Head Happy offers a wonderful diversity of songs – from hard-rocking romps like “Mr. Boogie” and “Quicksand” (conjures up Iggy Pop), to light, indie pop-driven songs like the title track, “The Way I Feel,” and “Whether The Weather,” as well as the Velvet Underground-sounding “Cheer Up,” and the melancholic and contemplative “Green Eyed Monster.” The only complaint we could possibly muster up is that we wish many songs were longer.
“Mr. Boogie” – Paul McLinden from Head Happy
“Whether The Weather” – Paul McLinden from Head Happy
“Cheer Up” – Paul McLinden from Head Happy
It’s impossible to listen to just a couple of McLinden’s songs and walk away with a truly representative idea of his musical abilities and accomplishments. To that point, we could not release our ears from his Soundcloud page, effectively streaming his entire discography and being thoroughly mesmerized by the wide range of genres, sounds, moods, topics, and ideas expressed through touching lyrics, intriguing compositions, raw rocking romps, breathtaking instrumentations, and his innate skills as an artist.
This journey of discovery of McLinden’s music has been enjoyable and revealing. He delivers time and again on tracks from his latest album and his earlier releases, including songs like the mysterious “Diagnosis,” the riff-heavy “Cheap Trick,” the bluesy cool factor of “Turn It On,” the dreamy instrumental, “If Only That Were True,” the soft summer breeze feel of “I Remember” and “Bad Pennies,” the more upbeat acoustic beauty of “Too Little Too Late,” and the whispery, enchanting harmonies of “Harbour,” which also appears on the soundtrack for the movie Return to Zero.

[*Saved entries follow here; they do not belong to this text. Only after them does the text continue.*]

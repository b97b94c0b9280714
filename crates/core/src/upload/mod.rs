//! Upload orchestration: one request's event stream in, one outcome out.

mod error;
mod events;
mod orchestrator;
mod policy;

pub use error::{UploadError, ValidationError};
pub use events::UploadEvent;
pub use orchestrator::{MirrorSet, REDIRECT_FIELD, UploadOutcome, UploadService, UploadStatus};
pub use policy::UploadPolicy;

“Harbour” – Paul McLinden from Foggy City Orphan
“Cheap Trick” – Paul McLinden from This is That
“I Remember” – Paul McLinden from Paul McLinden
“Too Little Too Late” – Paul McLinden from This Is That
The list of great songs that have emerged from McLinden’s Glasgow attic over the past few years goes on and on thanks to album releases like this years’ Head Happy, 2013’s Foggy City Orphan, and 2012’s This is That EP.
McLinden’s precious gift for turning notes into things of sonic beauty also transcends indie rock. In fact, we were simply blown away by his talents for making magic with the piano and other instruments as he did, along with his collaborator Kenny Iglis, in scoring the stunning soundtrack for the BBC documentary, The Bridge: 50 Years Across the Forth.

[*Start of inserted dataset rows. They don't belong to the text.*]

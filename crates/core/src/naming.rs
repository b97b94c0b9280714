//! Collision-safe names for stored files.
//!
//! A requested name is reduced to its last path component without leading
//! dots. When that name is taken in the target namespace a counter is
//! inserted before the extension: `photo.jpg`, `photo (1).jpg`,
//! `photo (2).jpg`, ...

use std::future::Future;

use dashmap::DashSet;
use uuid::Uuid;

/// Strips directory components and leading dots.
///
/// Returns a generated token when nothing usable is left.
#[must_use]
pub fn sanitize(requested: &str) -> String {
    let base = requested
        .rsplit(['/', '\\'])
        .next()
        .unwrap_or_default()
        .trim_start_matches('.');

    if base.is_empty() {
        Uuid::new_v4().simple().to_string()
    } else {
        base.to_string()
    }
}

/// Returns the name following `name` in the disambiguation sequence.
#[must_use]
pub fn next_candidate(name: &str) -> String {
    let (stem, ext) = split_extension(name);
    let (base, counter) = split_counter(stem);
    format!("{base} ({}){ext}", counter.saturating_add(1))
}

/// Every name `requested` may be stored under, in the order they are tried.
///
/// The sequence never ends.
#[derive(Debug, Clone)]
pub struct Candidates {
    upcoming: String,
}

impl Candidates {
    /// Starts at the sanitized `requested` name.
    #[must_use]
    pub fn new(requested: &str) -> Self {
        Self {
            upcoming: sanitize(requested),
        }
    }

    /// Returns the current candidate and moves to the following one.
    pub fn advance(&mut self) -> String {
        let following = next_candidate(&self.upcoming);
        std::mem::replace(&mut self.upcoming, following)
    }
}

impl Iterator for Candidates {
    type Item = String;

    fn next(&mut self) -> Option<String> {
        Some(self.advance())
    }
}

/// `("photo (1)", ".jpg")` for `photo (1).jpg`; no extension for dot-less names.
fn split_extension(name: &str) -> (&str, &str) {
    match name.rfind('.') {
        Some(dot) if dot > 0 => name.split_at(dot),
        _ => (name, ""),
    }
}

/// `("photo", 3)` for `photo (3)`, `(stem, 0)` when there is no counter.
fn split_counter(stem: &str) -> (&str, u64) {
    let Some(inner) = stem.strip_suffix(')') else {
        return (stem, 0);
    };
    let Some(open) = inner.rfind(" (") else {
        return (stem, 0);
    };
    let digits = &inner[open + 2..];
    if digits.is_empty() || !digits.bytes().all(|b| b.is_ascii_digit()) {
        return (stem, 0);
    }
    match digits.parse::<u64>() {
        Ok(counter) => (&stem[..open], counter),
        Err(_) => (stem, 0),
    }
}

/// Names handed out by one transport that are not yet visible in its backend.
///
/// Claiming inserts into the set atomically, so two uploads racing for the
/// same name inside this process never both get it.
#[derive(Debug, Default)]
pub struct NameRegistry {
    reserved: DashSet<String>,
}

impl NameRegistry {
    /// Create an empty registry.
    #[must_use]
    pub fn new() -> Self {
        Self::default()
    }

    /// Claims the first free name for `requested`.
    ///
    /// `exists` asks the backend whether a candidate is already stored.
    pub async fn claim<F, Fut, E>(&self, requested: &str, mut exists: F) -> Result<String, E>
    where
        F: FnMut(String) -> Fut,
        Fut: Future<Output = Result<bool, E>>,
    {
        let mut names = Candidates::new(requested);
        loop {
            let name = names.advance();
            if !self.reserved.contains(&name)
                && !exists(name.clone()).await?
                && self.reserved.insert(name.clone())
            {
                return Ok(name);
            }
        }
    }

    /// Releases a claimed name once the backend holds it (or never will).
    pub fn release(&self, name: &str) {
        self.reserved.remove(name);
    }

    /// True while `name` is claimed but not released.
    #[must_use]
    pub fn is_reserved(&self, name: &str) -> bool {
        self.reserved.contains(name)
    }
}

#[cfg(test)]
mod tests {
    use std::collections::HashSet;
    use std::convert::Infallible;

    use super::*;
    use rstest::rstest;

    #[rstest]
    #[case("photo.jpg", "photo.jpg")]
    #[case("../../etc/passwd", "passwd")]
    #[case("C:\\Users\\me\\report.pdf", "report.pdf")]
    #[case(".htaccess", "htaccess")]
    #[case("dir/..hidden.txt", "hidden.txt")]
    fn test_sanitize(#[case] requested: &str, #[case] expected: &str) {
        assert_eq!(sanitize(requested), expected);
    }

    #[rstest]
    #[case("")]
    #[case("...")]
    #[case("uploads/")]
    fn test_sanitize_empty_generates_token(#[case] requested: &str) {
        let name = sanitize(requested);
        assert_eq!(name.len(), 32);
        assert!(name.bytes().all(|b| b.is_ascii_hexdigit()));
    }

    #[rstest]
    #[case("photo.jpg", "photo (1).jpg")]
    #[case("photo (1).jpg", "photo (2).jpg")]
    #[case("photo (9).jpg", "photo (10).jpg")]
    #[case("archive.tar.gz", "archive.tar (1).gz")]
    #[case("README", "README (1)")]
    #[case("README (4)", "README (5)")]
    #[case("photo (x).jpg", "photo (x) (1).jpg")]
    fn test_next_candidate(#[case] name: &str, #[case] expected: &str) {
        assert_eq!(next_candidate(name), expected);
    }

    #[test]
    fn test_candidates_skip_taken_names() {
        let existing: HashSet<&str> = ["photo.jpg", "photo (1).jpg"].into_iter().collect();
        let free = |requested: &str| Candidates::new(requested).find(|c| !existing.contains(c.as_str()));
        assert_eq!(free("photo.jpg").as_deref(), Some("photo (2).jpg"));
        assert_eq!(free("other.jpg").as_deref(), Some("other.jpg"));
    }

    #[tokio::test]
    async fn test_registry_claims_distinct_names() {
        let registry = NameRegistry::new();
        let none_exist = |_: String| async { Ok::<_, Infallible>(false) };

        let first = registry.claim("photo.jpg", none_exist).await.unwrap();
        let second = registry.claim("photo.jpg", none_exist).await.unwrap();

        assert_eq!(first, "photo.jpg");
        assert_eq!(second, "photo (1).jpg");
        assert!(registry.is_reserved("photo.jpg"));

        registry.release("photo.jpg");
        assert!(!registry.is_reserved("photo.jpg"));
    }

    #[tokio::test]
    async fn test_registry_consults_backend() {
        let registry = NameRegistry::new();
        let stored = |name: String| async move { Ok::<_, Infallible>(name == "photo.jpg") };

        let name = registry.claim("photo.jpg", stored).await.unwrap();
        assert_eq!(name, "photo (1).jpg");
    }

    #[tokio::test]
    async fn test_registry_propagates_backend_error() {
        let registry = NameRegistry::new();
        let failing = |_: String| async { Err::<bool, _>("backend down") };

        assert_eq!(registry.claim("photo.jpg", failing).await, Err("backend down"));
        assert!(!registry.is_reserved("photo.jpg"));
    }
}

“The Bridge” – Paul McLinden and Kenny Iglis from The Bridge: 50 Years Across the Forth
After listening to the Bridge soundtrack in its entirety, it’s no surprise that McLinden is a classically trained musician who was also once a member of the prestigious Scottish National Orchestra. The more we dig into his past, the more his resume flowers with accomplishments as a composer, songwriter and musician. He’s done our favorite genres a huge service by turning his talents to crafting and recording simple, three-minute indie pop and rock songs and releasing them for the world to enjoy.
“If Only That Were True” – Paul McLinden from This Is That
It was not much of a surprise to find out that we’re not the only ones who’ve noticed McLinden’s talents. As a matter of fact, just a few weeks ago, his side music project, Mothmatrix, had the track “Ghosts” featured on an episode of CSI.
And with one accomplishment after another under his belt, McLinden’s humility is refreshing, commenting that he relates to “people with a DIY attitude to music who are not dazzled by ideas of fame and fortune,” adding,“I am a man of few words and I prefer to say what I think through my songs.” On his Soundcloud page, McLinden added: “In it for the Monet, not for the money.”